▶ _INSTRUCTIONS FOR THE TASK_
Scan the records below. List lines holding "Self".

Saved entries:
====================

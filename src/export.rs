use serde::{Deserialize, Serialize};

use crate::core::{level_rows, GameState, MazeModel, Pushable, Vec2};

#[derive(Serialize, Deserialize, Debug, Clone, Copy, PartialEq, Eq)]
pub struct JsonPosition {
    pub row: i32,
    pub col: i32,
}

impl From<Vec2> for JsonPosition {
    fn from(v: Vec2) -> Self {
        JsonPosition { row: v.i, col: v.j }
    }
}

#[derive(Serialize, Deserialize, Debug, Clone, PartialEq, Eq)]
pub struct JsonObject {
    pub name: String,
    pub position: Option<JsonPosition>,
}

#[derive(Serialize, Deserialize, Debug, Clone, PartialEq, Eq)]
pub struct BoardSnapshot {
    pub rows: i32,
    pub cols: i32,
    pub player: JsonPosition,
    pub state: String,
    pub cells: Vec<String>,
    pub objects: Vec<JsonObject>,
}

impl BoardSnapshot {
    pub fn from_maze(maze: &MazeModel) -> Self {
        BoardSnapshot {
            rows: maze.rows(),
            cols: maze.cols(),
            player: maze.player().into(),
            state: match maze.state() {
                GameState::InProgress => "InProgress",
                GameState::Won => "Won",
            }
            .to_string(),
            cells: level_rows(maze),
            objects: Pushable::CHAIN
                .iter()
                .map(|&object| JsonObject {
                    name: object.name().to_string(),
                    position: maze.find(object).map(JsonPosition::from),
                })
                .collect(),
        }
    }
}

pub fn get_json_data(maze: &MazeModel) -> Result<String, serde_json::Error> {
    serde_json::to_string_pretty(&BoardSnapshot::from_maze(maze))
}

#[cfg(test)]
mod test {
    use super::*;
    use crate::core::{parse_level, Direction};

    #[test]
    fn test_snapshot_lists_objects_in_chain_order() {
        let maze = parse_level("0-5432").expect("parses");
        let snapshot = BoardSnapshot::from_maze(&maze);

        let names: Vec<&str> = snapshot.objects.iter().map(|o| o.name.as_str()).collect();
        assert_eq!(names, vec!["shovel", "bean", "fertilizer", "water"]);
        assert_eq!(snapshot.objects[0].position, Some(JsonPosition { row: 0, col: 5 }));
        assert_eq!(snapshot.objects[3].position, Some(JsonPosition { row: 0, col: 2 }));
    }

    #[test]
    fn test_json_shape() {
        let mut maze = parse_level("-0--!234-!---5").expect("parses");
        maze.attempt_move(Direction::Right);
        let json: serde_json::Value = serde_json::from_str(&get_json_data(&maze).expect("serializes"))
            .expect("valid json");

        assert_eq!(json["rows"], 3);
        assert_eq!(json["cols"], 4);
        assert_eq!(json["player"]["row"], 0);
        assert_eq!(json["player"]["col"], 2);
        assert_eq!(json["state"], "InProgress");
        assert_eq!(json["cells"][0], "--0-");
        assert_eq!(json["objects"][1]["name"], "bean");
        assert_eq!(json["objects"][3]["position"]["col"], 3);
    }

    #[test]
    fn test_won_state_is_reported() {
        let mut maze = parse_level("234-!---5!---0").expect("parses");
        maze.attempt_move(Direction::Up);
        let snapshot = BoardSnapshot::from_maze(&maze);

        assert_eq!(snapshot.state, "Won");
        assert_eq!(snapshot.player, JsonPosition { row: 1, col: 3 });
        assert_eq!(snapshot.cells, vec!["2345", "---0", "----"]);
    }
}
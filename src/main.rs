//! KStyled Compiler Binary

use kstyc::{CompilerError, EnhancedCli};
use std::process;

fn main() {
    let mut cli = EnhancedCli::new();

    match cli.run() {
        Ok(()) => {}
        Err(CompilerError::Io(e)) => {
            eprintln!("IO Error: {}", e);
            process::exit(1);
        }
        Err(e) => {
            eprintln!("Error: {}", e);
            process::exit(1);
        }
    }
}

====================

▶ _ANSWER SECTION_
    fn from(v: Vec2) -> Self {
    pub fn from_maze(maze: &MazeModel) -> Self {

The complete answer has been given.